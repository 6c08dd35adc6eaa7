use clap::Args;
use rust_decimal::Decimal;
use serde_json::Value;

use ldi_core::bonds::{self, Bond, BondValuationInput};
use ldi_core::valuation::schedule::{self, ScheduleValuationInput};
use ldi_core::CashFlowSchedule;

use crate::input;

/// Arguments for cash-flow schedule valuation
#[derive(Args)]
#[command(allow_hyphen_values = true)]
pub struct ValueArgs {
    /// Annual cash flows paid at years 1, 2, ... (comma separated)
    #[arg(long, value_delimiter = ',')]
    pub amounts: Vec<Decimal>,

    /// Flat annual discount rate (e.g. 0.02 for 2%)
    #[arg(long)]
    pub discount_rate: Option<Decimal>,

    /// Rate bump for DV01 in basis points
    #[arg(long)]
    pub bump_bps: Option<Decimal>,

    /// Label for the schedule
    #[arg(long, default_value = "liabilities")]
    pub name: String,

    /// Path to JSON input file (overrides individual flags)
    #[arg(long)]
    pub input: Option<String>,
}

/// Arguments for bond valuation
#[derive(Args)]
#[command(allow_hyphen_values = true)]
pub struct BondArgs {
    /// Annual coupon rate (e.g. 0.015 for 1.5%)
    #[arg(long)]
    pub coupon_rate: Option<Decimal>,

    /// Whole years to maturity
    #[arg(long)]
    pub maturity_years: Option<u32>,

    /// Face value
    #[arg(long, default_value = "1")]
    pub face_value: Decimal,

    /// Flat annual discount rate
    #[arg(long)]
    pub discount_rate: Option<Decimal>,

    /// Rate bump for DV01 in basis points
    #[arg(long)]
    pub bump_bps: Option<Decimal>,

    /// Bond label
    #[arg(long, default_value = "bond")]
    pub name: String,

    /// Path to JSON input file (overrides individual flags)
    #[arg(long)]
    pub input: Option<String>,
}

pub fn run_value(args: ValueArgs) -> Result<Value, Box<dyn std::error::Error>> {
    let value_input: ScheduleValuationInput = match input::load(args.input.as_deref())? {
        Some(data) => data,
        None => {
            if args.amounts.is_empty() {
                return Err("--amounts is required (or provide --input)".into());
            }
            ScheduleValuationInput {
                name: args.name,
                schedule: CashFlowSchedule::annual(&args.amounts),
                discount_rate: args
                    .discount_rate
                    .ok_or("--discount-rate is required (or provide --input)")?,
                bump_bps: args.bump_bps,
            }
        }
    };

    let result = schedule::value_cash_flows(&value_input)?;
    Ok(serde_json::to_value(result)?)
}

pub fn run_bond(args: BondArgs) -> Result<Value, Box<dyn std::error::Error>> {
    let bond_input: BondValuationInput = match input::load(args.input.as_deref())? {
        Some(data) => data,
        None => BondValuationInput {
            bond: Bond::new(
                args.name,
                args.coupon_rate
                    .ok_or("--coupon-rate is required (or provide --input)")?,
                args.maturity_years
                    .ok_or("--maturity-years is required (or provide --input)")?,
                args.face_value,
            )?,
            discount_rate: args
                .discount_rate
                .ok_or("--discount-rate is required (or provide --input)")?,
            bump_bps: args.bump_bps,
        },
    };

    let result = bonds::analyze_bond(&bond_input)?;
    Ok(serde_json::to_value(result)?)
}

......

**YOUR ASSIGNMENT**
All of the records should be repeated precisely as written.

**RESPONSE BELOW**
repository 6c08dd35adc6eaa7
use clap::Args;
use rust_decimal::Decimal;
use serde_json::Value;

use ldi_core::bonds::{self, Bond, BondValuationInput};
use ldi_core::valuation::schedule::{self, ScheduleValuationInput};
use ldi_core::CashFlowSchedule;

use crate::input;

/// Arguments for cash-flow schedule valuation
#[derive(Args)]
#[command(allow_hyphen_values = true)]
pub struct ValueArgs {
    /// Annual cash flows paid at years 1, 2, ... (comma separated)
    #[arg(long, value_delimiter = ',')]
    pub amounts: Vec<Decimal>,

    /// Flat annual discount rate (e.g. 0.02 for 2%)
    #[arg(long)]
    pub discount_rate: Option<Decimal>,

    /// Rate bump for DV01 in basis points
    #[arg(long)]
    pub bump_bps: Option<Decimal>,

    /// Label for the schedule
    #[arg(long, default_value = "liabilities")]
    pub name: String,

    /// Path to JSON input file (overrides individual flags)
    #[arg(long)]
    pub input: Option<String>,
}

/// Arguments for bond valuation
#[derive(Args)]
#[command(allow_hyphen_values = true)]
pub struct BondArgs {
    /// Annual coupon rate (e.g. 0.015 for 1.5%)
    #[arg(long)]
    pub coupon_rate: Option<Decimal>,

    /// Whole years to maturity
    #[arg(long)]
    pub maturity_years: Option<u32>,

    /// Face value
    #[arg(long, default_value = "1")]
    pub face_value: Decimal,

    /// Flat annual discount rate
    #[arg(long)]
    pub discount_rate: Option<Decimal>,

    /// Rate bump for DV01 in basis points
    #[arg(long)]
    pub bump_bps: Option<Decimal>,

    /// Bond label
    #[arg(long, default_value = "bond")]
    pub name: String,

    /// Path to JSON input file (overrides individual flags)
    #[arg(long)]
    pub input: Option<String>,
}

pub fn run_value(args: ValueArgs) -> Result<Value, Box<dyn std::error::Error>> {
    let value_input: ScheduleValuationInput = match input::load(args.input.as_deref())? {
        Some(data) => data,
        None => {
            if args.amounts.is_empty() {
                return Err("--amounts is required (or provide --input)".into());
            }
            ScheduleValuationInput {
                name: args.name,
                schedule: CashFlowSchedule::annual(&args.amounts),
                discount_rate: args
                    .discount_rate
                    .ok_or("--discount-rate is required (or provide --input)")?,
                bump_bps: args.bump_bps,
            }
        }
    };

    let result = schedule::value_cash_flows(&value_input)?;
    Ok(serde_json::to_value(result)?)
}

pub fn run_bond(args: BondArgs) -> Result<Value, Box<dyn std::error::Error>> {
    let bond_input: BondValuationInput = match input::load(args.input.as_deref())? {
        Some(data) => data,
        None => BondValuationInput {
            bond: Bond::new(
                args.name,
                args.coupon_rate
                    .ok_or("--coupon-rate is required (or provide --input)")?,
                args.maturity_years
                    .ok_or("--maturity-years is required (or provide --input)")?,
                args.face_value,
            )?,
            discount_rate: args
                .discount_rate
                .ok_or("--discount-rate is required (or provide --input)")?,
            bump_bps: args.bump_bps,
        },
    };

    let result = bonds::analyze_bond(&bond_input)?;
    Ok(serde_json::to_value(result)?)
}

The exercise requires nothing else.